Why will sales volumes fall so low? If sellers are trapped in cloud inventory, unwilling and unable to lower price, and if buyers are abruptly limited by lower borrowing power, financed buyers simply won’t be able to transact, no matter how much they substitute down in quality. If financed buyers can’t buy, sales volumes will crater — prices won’t go down much, which is what lenders are after — but sales volumes will necessarily suffer. That’s how I believe the next housing bust will turn out.
Mr Ku Swee Yong’s commentary, “Tidal wave of property supply hits S’pore” (Sept 19), was excellent in detailing the softening market for residential properties. He analysed and outlined how excess supply will hit Singapore from next year to 2017.
But the real fear is that those who have booked properties and are unable to take up or pay loans start to dump the assets below the prices they paid, just to clear their debts.
This would affect financial institutions with heavy property loans. Such a property bubble would cause a general collapse of property prices and affect the business climate and economy.
This happened in the United States when mortgage lending became rampant and caused prices to slump in certain states.
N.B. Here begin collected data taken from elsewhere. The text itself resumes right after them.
//! Search fast-path configuration.

use super::{Config, ValidationError, parse_env_bool, parse_env_var};
use crate::error::{Result, SpanError};
use serde::{Deserialize, Serialize};
use std::path::Path;

/// Smallest byte length accepted as the `memchr` scan threshold.
pub const MIN_BYTE_SCAN_LEN: usize = 8;
/// Largest byte length accepted as the `memchr` scan threshold.
pub const MAX_BYTE_SCAN_LEN: usize = 4096;
/// Largest element count accepted as the byte-compare threshold.
pub const MAX_BYTE_COMPARE_LEN: usize = 1 << 20;

/// Tuning for the bitwise fast paths.
///
/// None of these settings change results: every combination produces the
/// same answers as plain element-wise comparison. They only choose which
/// code path computes them.
#[derive(Debug, Clone, Copy, PartialEq, Eq, Serialize, Deserialize)]
#[serde(default)]
pub struct SearchConfig {
    /// Let bit-comparable element types take the byte-level paths
    pub bitwise_fast_path: bool,
    /// Minimum haystack length in bytes before single-byte scans switch
    /// to `memchr`
    pub byte_scan_min_len: usize,
    /// Minimum element count before sequence comparison switches to a
    /// byte-range comparison
    pub byte_compare_min_len: usize,
}

impl SearchConfig {
    /// The default configuration, usable in const contexts.
    pub const DEFAULT: Self = Self {
        bitwise_fast_path: true,
        byte_scan_min_len: 32,
        byte_compare_min_len: 0,
    };

    /// Create the default configuration.
    pub const fn new() -> Self {
        Self::DEFAULT
    }

    /// Set whether bit-comparable types may use byte-level paths.
    pub const fn with_bitwise_fast_path(mut self, enabled: bool) -> Self {
        self.bitwise_fast_path = enabled;
        self
    }

    /// Set the `memchr` scan threshold in bytes.
    pub const fn with_byte_scan_min_len(mut self, len: usize) -> Self {
        self.byte_scan_min_len = len;
        self
    }

    /// Set the byte-range comparison threshold in elements.
    pub const fn with_byte_compare_min_len(mut self, len: usize) -> Self {
        self.byte_compare_min_len = len;
        self
    }

    fn invalid(err: ValidationError) -> SpanError {
        SpanError::configuration(err.to_string())
    }
}

impl Default for SearchConfig {
    fn default() -> Self {
        Self::DEFAULT
    }
}

impl Config for SearchConfig {
    fn validate(&self) -> Result<()> {
        if !(MIN_BYTE_SCAN_LEN..=MAX_BYTE_SCAN_LEN).contains(&self.byte_scan_min_len) {
            return Err(Self::invalid(
                ValidationError::new(
                    "byte_scan_min_len",
                    &self.byte_scan_min_len.to_string(),
                    "must cover at least one machine word and stay below the page size",
                )
                .with_suggestion(&format!("{}..={}", MIN_BYTE_SCAN_LEN, MAX_BYTE_SCAN_LEN)),
            ));
        }
        if self.byte_compare_min_len > MAX_BYTE_COMPARE_LEN {
            return Err(Self::invalid(
                ValidationError::new(
                    "byte_compare_min_len",
                    &self.byte_compare_min_len.to_string(),
                    "threshold would disable byte comparison for all practical inputs",
                )
                .with_suggestion(&format!("0..={}", MAX_BYTE_COMPARE_LEN)),
            ));
        }
        Ok(())
    }

    fn from_env_with_prefix(prefix: &str) -> Result<Self> {
        let mut config = Self::default();
        config.bitwise_fast_path = parse_env_bool(
            &format!("{}SEARCH_BITWISE", prefix),
            config.bitwise_fast_path,
        );
        config.byte_scan_min_len = parse_env_var(
            &format!("{}SEARCH_BYTE_SCAN_MIN_LEN", prefix),
            config.byte_scan_min_len,
        );
        config.byte_compare_min_len = parse_env_var(
            &format!("{}SEARCH_BYTE_COMPARE_MIN_LEN", prefix),
            config.byte_compare_min_len,
        );
        config.validate()?;
        Ok(config)
    }

    fn performance_preset() -> Self {
        Self {
            bitwise_fast_path: true,
            byte_scan_min_len: MIN_BYTE_SCAN_LEN,
            byte_compare_min_len: 0,
        }
    }

    fn memory_preset() -> Self {
        Self {
            bitwise_fast_path: false,
            byte_scan_min_len: MAX_BYTE_SCAN_LEN,
            byte_compare_min_len: MAX_BYTE_COMPARE_LEN,
        }
    }

    fn realtime_preset() -> Self {
        Self {
            bitwise_fast_path: true,
            byte_scan_min_len: 64,
            byte_compare_min_len: 16,
        }
    }

    fn save_to_file<P: AsRef<Path>>(&self, path: P) -> Result<()> {
        let serialized = serde_json::to_string_pretty(self).map_err(|e| {
            SpanError::configuration(format!("Failed to serialize search config: {}", e))
        })?;
        std::fs::write(path.as_ref(), serialized).map_err(|e| {
            log::warn!(
                "Failed to write search config {}: {}",
                path.as_ref().display(),
                e
            );
            SpanError::Io(e)
        })?;
        Ok(())
    }

    fn load_from_file<P: AsRef<Path>>(path: P) -> Result<Self> {
        let content = std::fs::read_to_string(path.as_ref()).map_err(|e| {
            log::warn!(
                "Failed to read search config {}: {}",
                path.as_ref().display(),
                e
            );
            SpanError::Io(e)
        })?;
        let config: Self = serde_json::from_str(&content).map_err(|e| {
            SpanError::configuration(format!("Failed to parse search config file: {}", e))
        })?;
        config.validate()?;
        Ok(config)
    }
}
Once the damage is done, it would take a few years for the markets to return to normalcy.
Mr Ku’s suggestion to sell property investments would exacerbate the problem.
The authorities must look strictly at how to curb supply before things get out of hand. This would prevent panic selling and its fallout.
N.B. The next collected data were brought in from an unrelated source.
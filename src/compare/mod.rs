//! Comparator resolution
//!
//! Every search in this crate compares a *source* element (from the buffer
//! being searched) against a *value* element (the target). The two types may
//! differ and equality between them may be asymmetric. A [`Comparer`] owns
//! that decision, and the engines in [`crate::search`] only ever talk to one.
//!
//! ## Resolution order
//!
//! When a caller does not supply a comparer, one is resolved through
//! [`SpanEq`] in this priority order:
//!
//! 1. An explicit predicate ([`SourceFirst`] / [`ValueFirst`]) always wins
//!    and is never replaced by a fast path.
//! 2. Identical [`BitComparable`](crate::span::BitComparable) types use
//!    [`Bitwise`], which may scan and compare raw bytes.
//! 3. `V: PartialEq<S>` uses [`ValueEquality`], invoked as `value == source`.
//! 4. `S: PartialEq<V>` uses [`SourceEquality`], invoked as `source == value`.
//! 5. Otherwise [`GenericEquality`], invoked as `source == value` once the
//!    value is known to be of the source type.
//!
//! Rule 2 is a blanket impl over `BitComparable`. Rules 3 to 5 are chosen at
//! compile time for concrete type pairs by [`span_eq!`](crate::span_eq).
//!
//! ## Invocation order
//!
//! Predicates may record or depend on argument position, so both orders are
//! first-class: [`SourceFirst`] calls `f(source, value)` and [`ValueFirst`]
//! calls `f(value, source)`. Both run through the same engines.

mod equality;
mod resolve;

pub use equality::{Bitwise, GenericEquality, Resolved, SourceEquality, ValueEquality};
pub use resolve::{SpanEq, probe, resolved_strategy};

use crate::search::{scan, sequence};
use std::fmt;

/// Which rule produced a comparer
#[derive(Debug, Clone, Copy, PartialEq, Eq, Hash)]
pub enum Strategy {
    /// Caller-supplied predicate, used verbatim
    Explicit,
    /// Raw byte comparison of identical bit-comparable types
    Bitwise,
    /// `value == source` through `V: PartialEq<S>`
    ValueEquality,
    /// `source == value` through `S: PartialEq<V>`
    SourceEquality,
    /// Type-checked fallback equality on the source type
    Generic,
}

/// Argument order used when the underlying equality is invoked
#[derive(Debug, Clone, Copy, PartialEq, Eq, Hash)]
pub enum InvocationOrder {
    /// `f(source, value)`
    SourceFirst,
    /// `f(value, source)`
    ValueFirst,
}

/// Equality between a source element `S` and a value element `V`.
///
/// Only [`equals`](Comparer::equals) is required. The bulk hooks default to
/// the unrolled engines, which call `equals` exactly once per inspected
/// element. Fast-path comparers override the hooks; explicit predicates
/// never do.
pub trait Comparer<S, V> {
    /// Compare one source element with one value element.
    fn equals(&mut self, source: &S, value: &V) -> bool;

    /// The resolution rule this comparer implements.
    fn strategy(&self) -> Strategy;

    /// The argument order used when invoking the underlying equality.
    fn order(&self) -> InvocationOrder {
        InvocationOrder::SourceFirst
    }

    /// Lowest index in `source` equal to `value`.
    fn find_first(&mut self, source: &[S], value: &V) -> Option<usize> {
        scan::scan_forward(source, value, self)
    }

    /// Highest index in `source` equal to `value`.
    fn find_last(&mut self, source: &[S], value: &V) -> Option<usize> {
        scan::scan_backward(source, value, self)
    }

    /// Pairwise equality of two buffers; false when the lengths differ.
    fn all_equal(&mut self, source: &[S], values: &[V]) -> bool {
        sequence::equal_elementwise(source, values, self)
    }
}

impl<S, V, C> Comparer<S, V> for &mut C
where
    C: Comparer<S, V> + ?Sized,
{
    #[inline]
    fn equals(&mut self, source: &S, value: &V) -> bool {
        (**self).equals(source, value)
    }

    fn strategy(&self) -> Strategy {
        (**self).strategy()
    }

    fn order(&self) -> InvocationOrder {
        (**self).order()
    }

    fn find_first(&mut self, source: &[S], value: &V) -> Option<usize> {
        (**self).find_first(source, value)
    }

    fn find_last(&mut self, source: &[S], value: &V) -> Option<usize> {
        (**self).find_last(source, value)
    }

    fn all_equal(&mut self, source: &[S], values: &[V]) -> bool {
        (**self).all_equal(source, values)
    }
}

/// Explicit predicate invoked as `f(source, value)`.
#[derive(Clone, Copy)]
pub struct SourceFirst<F>(pub F);

impl<S, V, F> Comparer<S, V> for SourceFirst<F>
where
    F: FnMut(&S, &V) -> bool,
{
    #[inline]
    fn equals(&mut self, source: &S, value: &V) -> bool {
        (self.0)(source, value)
    }

    fn strategy(&self) -> Strategy {
        Strategy::Explicit
    }
}

impl<F> fmt::Debug for SourceFirst<F> {
    fn fmt(&self, f: &mut fmt::Formatter<'_>) -> fmt::Result {
        f.write_str("SourceFirst(..)")
    }
}

/// Explicit predicate invoked as `f(value, source)`.
#[derive(Clone, Copy)]
pub struct ValueFirst<F>(pub F);

impl<S, V, F> Comparer<S, V> for ValueFirst<F>
where
    F: FnMut(&V, &S) -> bool,
{
    #[inline]
    fn equals(&mut self, source: &S, value: &V) -> bool {
        (self.0)(value, source)
    }

    fn strategy(&self) -> Strategy {
        Strategy::Explicit
    }

    fn order(&self) -> InvocationOrder {
        InvocationOrder::ValueFirst
    }
}

impl<F> fmt::Debug for ValueFirst<F> {
    fn fmt(&self, f: &mut fmt::Formatter<'_>) -> fmt::Result {
        f.write_str("ValueFirst(..)")
    }
}

/// Wrap `f` as a comparer called as `f(source, value)`.
///
/// The bound pins the closure signature so argument types are inferred
/// from the call site.
pub fn source_first<S, V, F>(f: F) -> SourceFirst<F>
where
    F: FnMut(&S, &V) -> bool,
{
    SourceFirst(f)
}

/// Wrap `f` as a comparer called as `f(value, source)`.
pub fn value_first<S, V, F>(f: F) -> ValueFirst<F>
where
    F: FnMut(&V, &S) -> bool,
{
    ValueFirst(f)
}

/// Swaps the buffer roles of a comparer.
///
/// `Flipped(c)` is a `Comparer<V, S>` for any `c: Comparer<S, V>`: when an
/// engine scans a buffer of values for a source element, each call is routed
/// back to `c` with the source element first, so the wrapped comparer always
/// sees the roles it was written for.
#[derive(Debug, Clone, Copy)]
pub struct Flipped<C>(pub C);

impl<S, V, C> Comparer<V, S> for Flipped<C>
where
    C: Comparer<S, V>,
{
    #[inline]
    fn equals(&mut self, source: &V, value: &S) -> bool {
        self.0.equals(value, source)
    }

    fn strategy(&self) -> Strategy {
        self.0.strategy()
    }

    fn order(&self) -> InvocationOrder {
        self.0.order()
    }
}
The article above is from Singapore, but it might as well be here in the United States. Look at what people are proposing: they want to make can-kicking public policy! What better example could we have of the impact of moral hazard on the behavior of market participants? A large number of speculators — enable by bankers — bid up real estate prices to where both the speculators and their enablers are worried about the fallout of a bust, and they want to make sure everyone kicks the can to prevent a bust.
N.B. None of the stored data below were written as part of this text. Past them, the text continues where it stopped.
//! Bounds-checked views over caller-owned storage
//!
//! [`Span`] and [`SpanMut`] are windows `[start, start + len)` into a borrowed
//! slice. Construction validates the window before any element is touched and
//! never clamps: a window reaching past the storage is an error. Once built, a
//! span dereferences to a plain slice, so every search operation applies to it
//! directly.
//!
//! The free functions [`same_storage`] and [`byte_distance`] provide the
//! address arithmetic the search layers need without exposing raw pointers.

pub mod bits;

use crate::error::{Result, SpanError, check_bounds, checked_end};
use std::fmt;
use std::mem;
use std::ops::{Deref, DerefMut};

pub use bits::{BitComparable, as_bytes};

/// Read-only view over `len` contiguous elements of borrowed storage.
pub struct Span<'a, T> {
    data: &'a [T],
}

impl<'a, T> Span<'a, T> {
    /// Create a view over `storage[start..start + len]`.
    ///
    /// # Errors
    ///
    /// `InvalidRange` when `start + len` overflows, `OutOfBounds` when the
    /// window ends past `storage.len()`.
    pub fn new(storage: &'a [T], start: usize, len: usize) -> Result<Self> {
        let end = checked_end(start, len, storage.len())?;
        Ok(Self {
            data: &storage[start..end],
        })
    }

    /// View an entire slice.
    #[inline]
    pub const fn from_slice(data: &'a [T]) -> Self {
        Self { data }
    }

    /// Number of elements in the view
    #[inline]
    pub const fn len(&self) -> usize {
        self.data.len()
    }

    /// Whether the view holds no elements
    #[inline]
    pub const fn is_empty(&self) -> bool {
        self.data.is_empty()
    }

    /// Size of the viewed elements in bytes
    #[inline]
    pub fn byte_len(&self) -> usize {
        mem::size_of_val(self.data)
    }

    /// The viewed elements as a slice with the original lifetime
    #[inline]
    pub const fn as_slice(&self) -> &'a [T] {
        self.data
    }

    /// Element at `index`, failing instead of panicking when out of range.
    pub fn element_at(&self, index: usize) -> Result<&'a T> {
        check_bounds(index, self.data.len())?;
        Ok(&self.data[index])
    }

    /// A narrower view `[start, start + len)` relative to this one.
    pub fn subspan(&self, start: usize, len: usize) -> Result<Span<'a, T>> {
        Span::new(self.data, start, len)
    }

    /// Byte distance from element `from` to element `to`; both offsets may
    /// equal `len()` to address one-past-the-end.
    pub fn byte_distance(&self, from: usize, to: usize) -> Result<isize> {
        byte_distance::<T>(from, to, self.data.len())
    }

    /// Offset of `element` inside this view, when it refers to one of the
    /// viewed elements. Zero-sized element types have no addressable offset.
    pub fn offset_of(&self, element: &T) -> Option<usize> {
        let size = mem::size_of::<T>();
        if size == 0 {
            return None;
        }
        let base = self.data.as_ptr() as usize;
        let addr = element as *const T as usize;
        let delta = addr.checked_sub(base)?;
        if delta % size != 0 {
            return None;
        }
        let index = delta / size;
        (index < self.data.len()).then_some(index)
    }

    /// Whether both views start at the same address and cover the same length.
    #[inline]
    pub fn same_storage(&self, other: &Span<'_, T>) -> bool {
        same_storage(self.data, other.data)
    }
}

impl<T> Clone for Span<'_, T> {
    fn clone(&self) -> Self {
        *self
    }
}

impl<T> Copy for Span<'_, T> {}

impl<T> Deref for Span<'_, T> {
    type Target = [T];

    #[inline]
    fn deref(&self) -> &[T] {
        self.data
    }
}

impl<'a, T> From<&'a [T]> for Span<'a, T> {
    fn from(data: &'a [T]) -> Self {
        Self::from_slice(data)
    }
}

impl<T: fmt::Debug> fmt::Debug for Span<'_, T> {
    fn fmt(&self, f: &mut fmt::Formatter<'_>) -> fmt::Result {
        f.debug_struct("Span")
            .field("len", &self.data.len())
            .field("data", &self.data)
            .finish()
    }
}

/// Read/write view over `len` contiguous elements of borrowed storage.
pub struct SpanMut<'a, T> {
    data: &'a mut [T],
}

impl<'a, T> SpanMut<'a, T> {
    /// Create a mutable view over `storage[start..start + len]`.
    ///
    /// # Errors
    ///
    /// Same conditions as [`Span::new`].
    pub fn new(storage: &'a mut [T], start: usize, len: usize) -> Result<Self> {
        let end = checked_end(start, len, storage.len())?;
        Ok(Self {
            data: &mut storage[start..end],
        })
    }

    /// View an entire mutable slice.
    #[inline]
    pub fn from_slice(data: &'a mut [T]) -> Self {
        Self { data }
    }

    /// Reborrow as a read-only view.
    #[inline]
    pub fn as_span(&self) -> Span<'_, T> {
        Span::from_slice(self.data)
    }

    /// Mutable element at `index`, failing when out of range.
    pub fn element_at_mut(&mut self, index: usize) -> Result<&mut T> {
        let size = self.data.len();
        self.data
            .get_mut(index)
            .ok_or_else(|| SpanError::out_of_bounds(index, size))
    }

    /// Give back the underlying mutable slice.
    #[inline]
    pub fn into_slice(self) -> &'a mut [T] {
        self.data
    }
}

impl<T> Deref for SpanMut<'_, T> {
    type Target = [T];

    #[inline]
    fn deref(&self) -> &[T] {
        self.data
    }
}

impl<T> DerefMut for SpanMut<'_, T> {
    #[inline]
    fn deref_mut(&mut self) -> &mut [T] {
        self.data
    }
}

impl<'a, T> From<&'a mut [T]> for SpanMut<'a, T> {
    fn from(data: &'a mut [T]) -> Self {
        Self::from_slice(data)
    }
}

impl<T: fmt::Debug> fmt::Debug for SpanMut<'_, T> {
    fn fmt(&self, f: &mut fmt::Formatter<'_>) -> fmt::Result {
        f.debug_struct("SpanMut")
            .field("len", &self.data.len())
            .field("data", &self.data)
            .finish()
    }
}

/// Whether two slices begin at the same address and span the same bytes.
///
/// Empty slices never share storage: there is nothing to share.
#[inline]
pub fn same_storage<A, B>(a: &[A], b: &[B]) -> bool {
    let bytes = mem::size_of_val(a);
    bytes != 0 && bytes == mem::size_of_val(b) && a.as_ptr() as usize == b.as_ptr() as usize
}

/// Signed byte distance between element offsets `from` and `to` of a buffer
/// holding `len` elements of `T`.
pub fn byte_distance<T>(from: usize, to: usize, len: usize) -> Result<isize> {
    if from > len {
        return Err(SpanError::out_of_bounds(from, len));
    }
    if to > len {
        return Err(SpanError::out_of_bounds(to, len));
    }
    let size = mem::size_of::<T>();
    let (lo, hi, negative) = if to >= from {
        (from, to, false)
    } else {
        (to, from, true)
    };
    let bytes = (hi - lo)
        .checked_mul(size)
        .and_then(|b| isize::try_from(b).ok())
        .ok_or_else(|| SpanError::invalid_range(lo, hi))?;
    Ok(if negative { -bytes } else { bytes })
}

#[cfg(test)]
mod tests {
    use super::*;

    #[test]
    fn test_span_new_valid() {
        let storage = [1, 2, 3, 4, 5];
        let span = Span::new(&storage, 1, 3).unwrap();
        assert_eq!(span.len(), 3);
        assert_eq!(&*span, &[2, 3, 4]);
        assert_eq!(*span.element_at(0).unwrap(), 2);
    }

    #[test]
    fn test_span_new_rejects_out_of_range() {
        let storage = [1u8, 2, 3];
        assert!(matches!(
            Span::new(&storage, 2, 2),
            Err(SpanError::OutOfBounds { index: 4, size: 3 })
        ));
        assert!(matches!(
            Span::new(&storage, usize::MAX, 1),
            Err(SpanError::InvalidRange { .. })
        ));
        assert!(Span::new(&storage, 3, 0).unwrap().is_empty());
    }

    #[test]
    fn test_element_at_bounds() {
        let storage = [10, 20];
        let span = Span::from_slice(&storage);
        assert!(span.element_at(1).is_ok());
        assert!(matches!(
            span.element_at(2),
            Err(SpanError::OutOfBounds { index: 2, size: 2 })
        ));
    }

    #[test]
    fn test_subspan() {
        let storage = [0, 1, 2, 3, 4, 5, 6, 7];
        let outer = Span::new(&storage, 2, 5).unwrap();
        let inner = outer.subspan(1, 3).unwrap();
        assert_eq!(&*inner, &[3, 4, 5]);
        assert!(outer.subspan(3, 3).is_err());
    }

    #[test]
    fn test_byte_distance() {
        let storage = [0u32; 6];
        let span = Span::from_slice(&storage);
        assert_eq!(span.byte_distance(1, 4).unwrap(), 12);
        assert_eq!(span.byte_distance(4, 1).unwrap(), -12);
        assert_eq!(span.byte_distance(0, 6).unwrap(), 24);
        assert!(span.byte_distance(0, 7).is_err());
        assert_eq!(span.byte_len(), 24);
    }

    #[test]
    fn test_offset_of() {
        let storage = [5u16, 6, 7, 8];
        let span = Span::new(&storage, 1, 2).unwrap();
        assert_eq!(span.offset_of(&storage[1]), Some(0));
        assert_eq!(span.offset_of(&storage[2]), Some(1));
        assert_eq!(span.offset_of(&storage[0]), None);
        assert_eq!(span.offset_of(&storage[3]), None);

        let other = 6u16;
        assert_eq!(span.offset_of(&other), None);
    }

    #[test]
    fn test_same_storage() {
        let storage = [1, 2, 3, 4];
        let a = Span::new(&storage, 0, 3).unwrap();
        let b = Span::new(&storage, 0, 3).unwrap();
        let c = Span::new(&storage, 1, 3).unwrap();
        let d = Span::new(&storage, 0, 2).unwrap();
        assert!(a.same_storage(&b));
        assert!(!a.same_storage(&c));
        assert!(!a.same_storage(&d));

        let copy = storage;
        assert!(!same_storage(&storage, &copy));
        assert!(!same_storage::<i32, i32>(&[], &[]));
    }

    #[test]
    fn test_span_mut() {
        let mut storage = [1, 2, 3, 4];
        {
            let mut span = SpanMut::new(&mut storage, 1, 2).unwrap();
            *span.element_at_mut(1).unwrap() = 30;
            span[0] = 20;
            assert_eq!(&*span.as_span(), &[20, 30]);
            assert!(span.element_at_mut(2).is_err());
        }
        assert_eq!(storage, [1, 20, 30, 4]);
        assert!(SpanMut::new(&mut storage, 4, 1).is_err());
    }
}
Are we witnessing a housing bust now?
Most housing analysts didn’t foresee the decline in sales volumes in 2014. Most blithely assumed increasing employment would somehow create enough new owner-occupant buyers to make up for the loss of investors. Obviously, that didn’t happen. But’s let’s assume for a moment that 2014 was actually the peak of the housing cycle and we are now in a bust mode. If that were the case, the low sales volumes of 2014 are the first stage in the bust, and 2015 will see even lower sales volumes as higher mortgage interest rates causes aggregate loan balances to contract further.
Future housing busts may or may not see lower house prices because on low volume, prices can go anywhere. In future busts, house prices will likely drift slowly lower as the few discretionary sellers transact with the few cash buyers at lower and lower price points until prices get low enough that financed buyers can participate again. What will mark these busts won’t be declining prices, it will be declining sales volumes; for the people that matter, politicians, bankers, loanowners, a bust characterized by low sales is far superior to busts characterized by low prices. For potential future homeowners, people who obviously don’t matter, they just have to deal with it.